If there is an error in fetching the data for any reason for any of the URLs, the value placed should be "NA".

The data to scrape:
For the URLs listed below, there is a piece of text that says, for example, "Jobs 1 to 10 of 34,509". I need to get the value 34509 and stored under the column name for the URL.

URLs:
The column headings and the URLs to scrape the data from are as follows:
1. OpRisk - "http://www.indeed.com/jobs?q=%22operational+risk%22&l="
2. RiskTech - "http://www.indeed.com/jobs?q=%22risk+technology%22&l="
3. ITRisk - "http://www.indeed.com/jobs?q=%22it+risk%22+or+%22technology+risk%22&l="
4. CreditRisk - "http://www.indeed.com/jobs?q=%22credit+risk%22&l="
5. MktRisk - "http://www.indeed.com/jobs?q=%22market+risk%22&l="
6. RiskMgmt - "http://www.indeed.com/jobs?q=%22risk+management%22&l="

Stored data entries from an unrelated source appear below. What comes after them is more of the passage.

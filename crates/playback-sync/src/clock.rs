//! Playback clock state machine
//!
//! Evaluated on a fixed poll interval and at state deadlines, independent of
//! packet arrival:
//!
//! ```text
//!   drift = buffered - target
//!
//!   drift <= max_ahead              -> WAITING   (pause presentation)
//!   drift >= max_buffer             -> PLAYING   + SEEK_TO_LIVE
//!   otherwise                       -> PLAYING   + CONTINUE
//!
//!   WAITING    for max_seek_wait     -> RECOVERING
//!   RECOVERING for max_time_to_recover -> hard re-sync, STARTING
//!   STARTING   primed, empty buffer for max_seek_wait -> WAITING
//! ```
//!
//! Besides the instant the current state was entered, the clock only
//! remembers whether any media was ever buffered. Until then STARTING
//! does not escalate.

use std::fmt;
use std::sync::Arc;
use std::sync::atomic::{AtomicU64, Ordering};
use std::time::{Duration, Instant};

use mirror_protocol::PlaybackConfig;
use serde::Serialize;
use tracing::{debug, info, warn};

use crate::BufferState;

/// Clock state
#[derive(Debug, Clone, Copy, PartialEq, Eq, Hash, Default, Serialize)]
#[serde(rename_all = "snake_case")]
pub enum PlaybackState {
    /// No media yet, or re-synchronizing after a recovery timeout
    #[default]
    Starting,
    Playing,
    /// Buffer ran dry; presentation paused
    Waiting,
    /// Waited too long; last chance before a hard re-sync
    Recovering,
}

impl fmt::Display for PlaybackState {
    fn fmt(&self, f: &mut fmt::Formatter<'_>) -> fmt::Result {
        let name = match self {
            Self::Starting => "STARTING",
            Self::Playing => "PLAYING",
            Self::Waiting => "WAITING",
            Self::Recovering => "RECOVERING",
        };
        f.write_str(name)
    }
}

/// What the scheduler should do until the next poll
#[derive(Debug, Clone, Copy, PartialEq, Eq, Hash, Serialize)]
#[serde(rename_all = "snake_case")]
#[repr(u8)]
pub enum ClockDecision {
    Continue = 0,
    Wait = 1,
    SeekToLive = 2,
    Recover = 3,
}

impl ClockDecision {
    fn from_u8(value: u8) -> Self {
        match value {
            1 => Self::Wait,
            2 => Self::SeekToLive,
            3 => Self::Recover,
            _ => Self::Continue,
        }
    }
}

/// Raised when recovery did not succeed in time; observable, not an error
#[derive(Debug, Clone, PartialEq, Serialize)]
pub struct RecoveryTimeoutEvent {
    pub buffered_sec: f64,
    pub drift_sec: f64,
    /// Time spent in RECOVERING before giving up
    pub recovering_for: Duration,
}

/// Result of one poll
#[derive(Debug, Clone, PartialEq)]
pub struct PollOutcome {
    pub previous: PlaybackState,
    pub state: PlaybackState,
    pub decision: ClockDecision,
    pub drift_sec: f64,
    /// Set when this poll escalated to a hard re-sync
    pub recovery_timeout: Option<RecoveryTimeoutEvent>,
}

impl PollOutcome {
    pub fn changed(&self) -> bool {
        self.previous != self.state
    }
}

/// Latest clock decision, tagged with the poll that produced it.
///
/// Generation and decision share one atomic word so readers never see a
/// decision paired with the wrong generation.
#[derive(Debug, Clone, Default)]
pub struct DecisionCell {
    word: Arc<AtomicU64>,
}

impl DecisionCell {
    pub fn new() -> Self {
        Self::default()
    }

    pub fn publish(&self, decision: ClockDecision) -> u64 {
        let generation = (self.word.load(Ordering::Relaxed) >> 8) + 1;
        self.word
            .store((generation << 8) | decision as u64, Ordering::Release);
        generation
    }

    /// (generation, decision); generation 0 means nothing published yet
    pub fn load(&self) -> (u64, ClockDecision) {
        let word = self.word.load(Ordering::Acquire);
        (word >> 8, ClockDecision::from_u8(word as u8))
    }
}

/// Poll-driven synchronization state machine
pub struct PlaybackClock {
    config: PlaybackConfig,
    state: PlaybackState,
    entered_at: Instant,
    /// Set by the first poll that sees buffered media
    primed: bool,
    decisions: DecisionCell,
}

impl PlaybackClock {
    pub fn new(config: PlaybackConfig, now: Instant) -> Self {
        Self {
            config,
            state: PlaybackState::Starting,
            entered_at: now,
            primed: false,
            decisions: DecisionCell::new(),
        }
    }

    pub fn state(&self) -> PlaybackState {
        self.state
    }

    pub fn entered_at(&self) -> Instant {
        self.entered_at
    }

    /// Handle the scheduler reads decisions through
    pub fn decisions(&self) -> DecisionCell {
        self.decisions.clone()
    }

    pub fn config(&self) -> &PlaybackConfig {
        &self.config
    }

    pub fn is_primed(&self) -> bool {
        self.primed
    }

    /// Instant at which the current state times out, if it can.
    ///
    /// Polling at this instant keeps the dwell bounds exact regardless of
    /// the poll interval.
    pub fn next_deadline(&self) -> Option<Instant> {
        let bound = match self.state {
            PlaybackState::Playing => return None,
            PlaybackState::Starting if !self.primed => return None,
            PlaybackState::Starting | PlaybackState::Waiting => self.config.max_seek_wait(),
            PlaybackState::Recovering => self.config.max_time_to_recover(),
        };
        Some(self.entered_at + bound)
    }

    /// Evaluate one tick and publish the resulting decision
    pub fn poll(&mut self, buffer: &BufferState, now: Instant) -> PollOutcome {
        let buffered = buffer.buffered_duration_sec;
        let drift = buffered - self.config.target_buffer_sec;
        let elapsed = now.saturating_duration_since(self.entered_at);
        let recovered = drift > self.config.max_ahead_sec;
        let previous = self.state;
        let mut recovery_timeout = None;
        if buffered > 0.0 && !self.primed {
            debug!(buffered_sec = buffered, "First media buffered");
            self.primed = true;
        }

        let (state, decision) = match self.state {
            PlaybackState::Starting if buffered <= 0.0 => {
                if self.primed && elapsed >= self.config.max_seek_wait() {
                    (PlaybackState::Waiting, ClockDecision::Wait)
                } else {
                    (PlaybackState::Starting, ClockDecision::Wait)
                }
            }
            PlaybackState::Starting | PlaybackState::Playing => self.evaluate(drift),
            PlaybackState::Waiting if recovered => self.evaluate(drift),
            PlaybackState::Waiting => {
                if elapsed >= self.config.max_seek_wait() {
                    (PlaybackState::Recovering, ClockDecision::Recover)
                } else {
                    (PlaybackState::Waiting, ClockDecision::Wait)
                }
            }
            PlaybackState::Recovering if recovered => self.evaluate(drift),
            PlaybackState::Recovering => {
                if elapsed >= self.config.max_time_to_recover() {
                    let event = RecoveryTimeoutEvent {
                        buffered_sec: buffered,
                        drift_sec: drift,
                        recovering_for: elapsed,
                    };
                    warn!(
                        buffered_sec = buffered,
                        drift_sec = drift,
                        "Recovery timed out, re-synchronizing at next keyframe"
                    );
                    recovery_timeout = Some(event);
                    (PlaybackState::Starting, ClockDecision::Wait)
                } else {
                    (PlaybackState::Recovering, ClockDecision::Recover)
                }
            }
        };

        if state != self.state || recovery_timeout.is_some() {
            info!(from = %self.state, to = %state, drift_sec = drift, "Playback state changed");
            self.state = state;
            self.entered_at = now;
        }
        self.decisions.publish(decision);

        PollOutcome {
            previous,
            state,
            decision,
            drift_sec: drift,
            recovery_timeout,
        }
    }

    fn evaluate(&self, drift: f64) -> (PlaybackState, ClockDecision) {
        if drift <= self.config.max_ahead_sec {
            (PlaybackState::Waiting, ClockDecision::Wait)
        } else if drift >= self.config.max_buffer_sec {
            (PlaybackState::Playing, ClockDecision::SeekToLive)
        } else {
            (PlaybackState::Playing, ClockDecision::Continue)
        }
    }
}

Example output: (this is tab delimited but could be comma separated or other format)
datetime riskmgmt mktrisk creditrisk oprisk risktech itrisk
4/14/2012 15:42 38169 966 3243 1709 249 1653
4/14/2012 15:43 38169 966 3243 1709 249 1659
4/14/2012 15:46 38169 966 3243 1709 249 1653
4/14/2012 16:00 38151 963 3239 1707 249 1654
4/14/2012 17:00 38185 964 3244 1705 251 1657
4/14/2012 18:00 38210 965 3245 1705 252 1657

Any other suggestions to accomplish the above are welcome